* **Work to be completed**
Which lines of the data hold the word "debug"? Copy all of them.
· · ·
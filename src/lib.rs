//! Edits the `ingress` rules of a cloudflared config file.
//!
//! Every operation reads the file fresh, changes the rule list and writes the
//! whole document back. On the way out the list is normalized so that exactly
//! one `http_status:404` catch-all rule sits at the end.

use std::{fs, io::ErrorKind, path::Path};

use tracing::{debug, info};

mod config;
mod error;
mod util;

pub use config::{CatchAll, IngressRule, LocalConfig, Route, CATCH_ALL_SERVICE};
pub use error::Error;

/// Reads the config at `path`, or an empty one if the file doesn't exist.
///
/// Content that can't be parsed is an error; it is never replaced by defaults.
pub fn load(path: &Path) -> Result<LocalConfig, Error> {
    match fs::read_to_string(path) {
        Ok(contents) => {
            let config = LocalConfig::parse(path, &contents)?;
            debug!(
                path = %path.display(),
                rules = config.rules().len(),
                "Loaded ingress config"
            );
            Ok(config)
        }
        Err(e) if e.kind() == ErrorKind::NotFound => {
            debug!(path = %path.display(), "No config found, starting empty");
            Ok(LocalConfig::default())
        }
        Err(source) => Err(Error::Read {
            path: path.to_path_buf(),
            source,
        }),
    }
}

/// Normalizes the catch-all rule and replaces the file at `path`.
pub fn save(path: &Path, mut config: LocalConfig) -> Result<(), Error> {
    config.normalize();
    let contents = config.to_yaml_string()?;
    util::write_atomic(path, contents.as_bytes())?;
    debug!(
        path = %path.display(),
        rules = config.rules().len(),
        "Wrote ingress config"
    );
    Ok(())
}

/// Routes `hostname` to `service`, replacing any existing rule for it.
///
/// The new rule is placed ahead of every other rule.
pub fn upsert_route(path: &Path, hostname: &str, service: &str) -> Result<(), Error> {
    let mut config = load(path)?;
    config.upsert(hostname, service);
    save(path, config)?;
    info!(hostname, service, "Added route");
    Ok(())
}

/// Removes every rule for `hostname`. A hostname with no rules is not an error.
pub fn remove_route(path: &Path, hostname: &str) -> Result<(), Error> {
    let mut config = load(path)?;
    let removed = config.remove(hostname);
    save(path, config)?;
    info!(hostname, removed, "Removed route");
    Ok(())
}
· · ·
* **Task response**
use tracing::{debug, info};
            debug!(
            debug!(path = %path.display(), "No config found, starting empty");
    debug!(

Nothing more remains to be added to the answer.